Starting at the top of the data and ending with the line that holds "filename packages/cli/src/bin/cli/tokens.rs", transcribe each line exactly; include both ends.

------------------------------

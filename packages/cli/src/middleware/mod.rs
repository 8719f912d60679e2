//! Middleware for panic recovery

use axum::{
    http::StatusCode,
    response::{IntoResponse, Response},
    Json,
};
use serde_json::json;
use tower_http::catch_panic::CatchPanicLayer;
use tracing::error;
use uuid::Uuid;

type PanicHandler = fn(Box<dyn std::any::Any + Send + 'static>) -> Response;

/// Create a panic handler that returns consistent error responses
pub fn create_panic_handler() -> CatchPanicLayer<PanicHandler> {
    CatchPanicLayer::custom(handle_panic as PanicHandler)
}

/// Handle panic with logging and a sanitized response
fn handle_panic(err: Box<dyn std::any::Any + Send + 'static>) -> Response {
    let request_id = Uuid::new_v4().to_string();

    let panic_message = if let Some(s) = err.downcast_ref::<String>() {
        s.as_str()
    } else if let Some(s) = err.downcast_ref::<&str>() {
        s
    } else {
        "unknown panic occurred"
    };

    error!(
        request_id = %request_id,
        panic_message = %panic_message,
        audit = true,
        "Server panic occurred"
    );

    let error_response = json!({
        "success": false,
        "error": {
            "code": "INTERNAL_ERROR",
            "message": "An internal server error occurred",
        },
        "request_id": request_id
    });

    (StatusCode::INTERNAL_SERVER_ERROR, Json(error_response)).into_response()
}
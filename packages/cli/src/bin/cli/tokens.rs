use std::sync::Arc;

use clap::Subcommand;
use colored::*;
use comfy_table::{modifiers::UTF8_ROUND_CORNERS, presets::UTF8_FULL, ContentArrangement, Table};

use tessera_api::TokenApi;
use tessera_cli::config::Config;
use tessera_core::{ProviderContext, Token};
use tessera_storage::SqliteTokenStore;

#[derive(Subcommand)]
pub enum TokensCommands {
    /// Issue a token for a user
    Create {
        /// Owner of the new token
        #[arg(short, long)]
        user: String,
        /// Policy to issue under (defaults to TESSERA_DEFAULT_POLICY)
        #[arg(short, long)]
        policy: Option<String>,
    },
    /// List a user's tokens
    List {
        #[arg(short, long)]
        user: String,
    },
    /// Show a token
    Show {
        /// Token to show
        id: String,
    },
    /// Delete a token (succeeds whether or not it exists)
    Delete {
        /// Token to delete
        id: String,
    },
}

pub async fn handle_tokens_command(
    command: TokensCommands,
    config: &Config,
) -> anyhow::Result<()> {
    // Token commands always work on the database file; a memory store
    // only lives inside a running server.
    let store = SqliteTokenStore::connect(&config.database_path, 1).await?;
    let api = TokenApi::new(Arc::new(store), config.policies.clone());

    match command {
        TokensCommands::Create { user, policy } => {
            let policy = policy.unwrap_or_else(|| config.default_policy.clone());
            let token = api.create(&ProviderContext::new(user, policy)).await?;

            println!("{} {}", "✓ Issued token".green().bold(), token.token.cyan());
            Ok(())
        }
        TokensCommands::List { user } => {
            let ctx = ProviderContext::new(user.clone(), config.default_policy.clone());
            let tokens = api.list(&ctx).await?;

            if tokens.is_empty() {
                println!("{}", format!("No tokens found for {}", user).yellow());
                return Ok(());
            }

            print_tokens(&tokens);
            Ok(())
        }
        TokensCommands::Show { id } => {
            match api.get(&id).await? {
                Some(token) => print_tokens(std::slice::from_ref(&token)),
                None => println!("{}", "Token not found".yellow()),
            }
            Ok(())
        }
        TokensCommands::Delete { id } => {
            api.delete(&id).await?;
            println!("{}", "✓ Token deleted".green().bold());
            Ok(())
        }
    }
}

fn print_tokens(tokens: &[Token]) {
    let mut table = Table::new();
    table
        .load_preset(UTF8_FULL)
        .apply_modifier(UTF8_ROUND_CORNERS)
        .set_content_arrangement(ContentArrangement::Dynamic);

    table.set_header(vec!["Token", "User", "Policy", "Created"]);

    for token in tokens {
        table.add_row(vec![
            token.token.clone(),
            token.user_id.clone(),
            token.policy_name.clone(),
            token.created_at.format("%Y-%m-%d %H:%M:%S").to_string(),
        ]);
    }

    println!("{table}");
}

------------------------------

▸ Output:
filename packages/cli/src/middleware/mod.rs
repository 8719f912d60679e2
//! Middleware for panic recovery

use axum::{
    http::StatusCode,
    response::{IntoResponse, Response},
    Json,
};
use serde_json::json;
use tower_http::catch_panic::CatchPanicLayer;
use tracing::error;
use uuid::Uuid;

type PanicHandler = fn(Box<dyn std::any::Any + Send + 'static>) -> Response;

/// Create a panic handler that returns consistent error responses
pub fn create_panic_handler() -> CatchPanicLayer<PanicHandler> {
    CatchPanicLayer::custom(handle_panic as PanicHandler)
}

/// Handle panic with logging and a sanitized response
fn handle_panic(err: Box<dyn std::any::Any + Send + 'static>) -> Response {
    let request_id = Uuid::new_v4().to_string();

    let panic_message = if let Some(s) = err.downcast_ref::<String>() {
        s.as_str()
    } else if let Some(s) = err.downcast_ref::<&str>() {
        s
    } else {
        "unknown panic occurred"
    };

    error!(
        request_id = %request_id,
        panic_message = %panic_message,
        audit = true,
        "Server panic occurred"
    );

    let error_response = json!({
        "success": false,
        "error": {
            "code": "INTERNAL_ERROR",
            "message": "An internal server error occurred",
        },
        "request_id": request_id
    });

    (StatusCode::INTERNAL_SERVER_ERROR, Json(error_response)).into_response()
}
filename packages/cli/src/bin/cli/tokens.rs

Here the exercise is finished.